#### Your assignment
Set down the records below in full, exactly as they read.

#### Saved entries
####################
//! Offline bundle builder
//!
//! Merges the upstream emoji dataset, keyword lexicon and Unicode name table
//! into one bundle per (emoji version, vendor set) and writes them under
//! `sets/`.

pub mod emit;
pub mod icons;
pub mod merge;
pub mod sources;
pub mod text;

pub use emit::{build_matrix, bundle_path, emit_all, write_bundle, EmitReport};
pub use icons::IconIndex;
pub use merge::{build_bundle, BuildError, BuildResult, BuildTarget};
pub use sources::{SourceError, SourceResult, Sources};
// ─────────────────────────────────────────────────────────────────────────────
// STORE
// ─────────────────────────────────────────────────────────────────────────────

/// Bundle as first loaded, with `frequent` prepended and aliases expanded.
struct BaseBundle {
    categories: Vec<Category>,
    aliases: BTreeMap<String, String>,
    sheet: SheetSize,
}

#[derive(Default)]
struct Tables {
    base: Option<BaseBundle>,
    /// Base emoji plus every custom emoji merged so far
    emojis: HashMap<String, Arc<Emoji>>,
    translations: Option<(Locale, Translations)>,
    searchable: HashSet<String>,
    natives: HashMap<String, String>,
    emoticons: HashMap<String, String>,
    index: Arc<SearchIndex>,
    current: Option<Arc<LoadedState>>,
}

pub struct DataStore {
    fetcher: Arc<dyn BundleFetcher>,
    tables: RwLock<Tables>,
    tracker: Mutex<FrequencyTracker>,
}

impl DataStore {
    pub fn new(fetcher: Arc<dyn BundleFetcher>, prefs: Preferences) -> Self {
        Self {
            fetcher,
            tables: RwLock::new(Tables::default()),
            tracker: Mutex::new(FrequencyTracker::new(prefs)),
        }
    }

    /// Latest complete state, if any load has finished.
    pub fn current(&self) -> Option<Arc<LoadedState>> {
        self.tables.read().current.clone()
    }

    /// Forget the base bundle, strings and search state. The next load
    /// starts from scratch.
    pub fn reset(&self) {
        *self.tables.write() = Tables::default();
        log::debug!("data store reset");
    }

    pub fn record(&self, emoji_id: &str) {
        self.tracker.lock().record(emoji_id);
    }

    pub fn frequent(&self, max_rows: u32, per_line: u32) -> Vec<String> {
        self.tracker.lock().top_n(max_rows, per_line)
    }

    /// Run one load with `options`.
    pub async fn load(&self, options: &InitOptions) -> CatalogResult<LoadOutcome> {
        let (needs_bundle, needs_strings) = {
            let tables = self.tables.read();
            (tables.base.is_none(), tables.needs_translations(options))
        };

        let bundle = if needs_bundle {
            Some(self.resolve_bundle(options).await?)
        } else {
            None
        };
        let translations = if needs_strings {
            Some(self.resolve_translations(options).await?)
        } else {
            None
        };

        let mut tables = self.tables.write();
        if let Some(bundle) = bundle {
            tables.install_base(bundle);
        }
        if let Some(translations) = translations {
            tables.translations = Some((options.locale, translations));
        }
        // A reset raced with this load
        if tables.base.is_none() || tables.translations.is_none() {
            return Err(CatalogError::Interrupted);
        }

        let mut tracker = self.tracker.lock();
        Ok(tables.apply(options, &mut tracker))
    }

    async fn resolve_bundle(&self, options: &InitOptions) -> CatalogResult<Bundle> {
        let bundle = match &options.data {
            BundleSource::Data(bundle) => bundle.clone(),
            BundleSource::Deferred(producer) => producer().await?,
            BundleSource::Remote => {
                self.fetcher
                    .fetch_bundle(options.emoji_version, options.set)
                    .await?
            }
        };
        validate_bundle(&bundle)?;
        Ok(bundle)
    }

    async fn resolve_translations(&self, options: &InitOptions) -> CatalogResult<Translations> {
        match &options.i18n {
            TranslationsSource::Data(strings) => Ok(strings.clone()),
            TranslationsSource::Deferred(producer) => producer().await,
            TranslationsSource::Remote if !needs_fetch(options.locale) => {
                Ok(Translations::english())
            }
            TranslationsSource::Remote => {
                Ok(self.fetcher.fetch_translations(options.locale).await?)
            }
        }
    }
}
####################
#### Your response
//! Offline bundle builder
//!
//! Merges the upstream emoji dataset, keyword lexicon and Unicode name table
//! into one bundle per (emoji version, vendor set) and writes them under
//! `sets/`.

pub mod emit;
pub mod icons;
pub mod merge;
pub mod sources;
pub mod text;

pub use emit::{build_matrix, bundle_path, emit_all, write_bundle, EmitReport};
pub use icons::IconIndex;
pub use merge::{build_bundle, BuildError, BuildResult, BuildTarget};
pub use sources::{SourceError, SourceResult, Sources};
// ─────────────────────────────────────────────────────────────────────────────
// STORE
// ─────────────────────────────────────────────────────────────────────────────

/// Bundle as first loaded, with `frequent` prepended and aliases expanded.
struct BaseBundle {
    categories: Vec<Category>,
    aliases: BTreeMap<String, String>,
    sheet: SheetSize,
}

#[derive(Default)]
struct Tables {
    base: Option<BaseBundle>,
    /// Base emoji plus every custom emoji merged so far
    emojis: HashMap<String, Arc<Emoji>>,
    translations: Option<(Locale, Translations)>,
    searchable: HashSet<String>,
    natives: HashMap<String, String>,
    emoticons: HashMap<String, String>,
    index: Arc<SearchIndex>,
    current: Option<Arc<LoadedState>>,
}

pub struct DataStore {
    fetcher: Arc<dyn BundleFetcher>,
    tables: RwLock<Tables>,
    tracker: Mutex<FrequencyTracker>,
}

impl DataStore {
    pub fn new(fetcher: Arc<dyn BundleFetcher>, prefs: Preferences) -> Self {
        Self {
            fetcher,
            tables: RwLock::new(Tables::default()),
            tracker: Mutex::new(FrequencyTracker::new(prefs)),
        }
    }

    /// Latest complete state, if any load has finished.
    pub fn current(&self) -> Option<Arc<LoadedState>> {
        self.tables.read().current.clone()
    }

    /// Forget the base bundle, strings and search state. The next load
    /// starts from scratch.
    pub fn reset(&self) {
        *self.tables.write() = Tables::default();
        log::debug!("data store reset");
    }

    pub fn record(&self, emoji_id: &str) {
        self.tracker.lock().record(emoji_id);
    }

    pub fn frequent(&self, max_rows: u32, per_line: u32) -> Vec<String> {
        self.tracker.lock().top_n(max_rows, per_line)
    }

    /// Run one load with `options`.
    pub async fn load(&self, options: &InitOptions) -> CatalogResult<LoadOutcome> {
        let (needs_bundle, needs_strings) = {
            let tables = self.tables.read();
            (tables.base.is_none(), tables.needs_translations(options))
        };

        let bundle = if needs_bundle {
            Some(self.resolve_bundle(options).await?)
        } else {
            None
        };
        let translations = if needs_strings {
            Some(self.resolve_translations(options).await?)
        } else {
            None
        };

        let mut tables = self.tables.write();
        if let Some(bundle) = bundle {
            tables.install_base(bundle);
        }
        if let Some(translations) = translations {
            tables.translations = Some((options.locale, translations));
        }
        // A reset raced with this load
        if tables.base.is_none() || tables.translations.is_none() {
            return Err(CatalogError::Interrupted);
        }

        let mut tracker = self.tracker.lock();
        Ok(tables.apply(options, &mut tracker))
    }

    async fn resolve_bundle(&self, options: &InitOptions) -> CatalogResult<Bundle> {
        let bundle = match &options.data {
            BundleSource::Data(bundle) => bundle.clone(),
            BundleSource::Deferred(producer) => producer().await?,
            BundleSource::Remote => {
                self.fetcher
                    .fetch_bundle(options.emoji_version, options.set)
                    .await?
            }
        };
        validate_bundle(&bundle)?;
        Ok(bundle)
    }

    async fn resolve_translations(&self, options: &InitOptions) -> CatalogResult<Translations> {
        match &options.i18n {
            TranslationsSource::Data(strings) => Ok(strings.clone()),
            TranslationsSource::Deferred(producer) => producer().await,
            TranslationsSource::Remote if !needs_fetch(options.locale) => {
                Ok(Translations::english())
            }
            TranslationsSource::Remote => {
                Ok(self.fetcher.fetch_translations(options.locale).await?)
            }
        }
    }
}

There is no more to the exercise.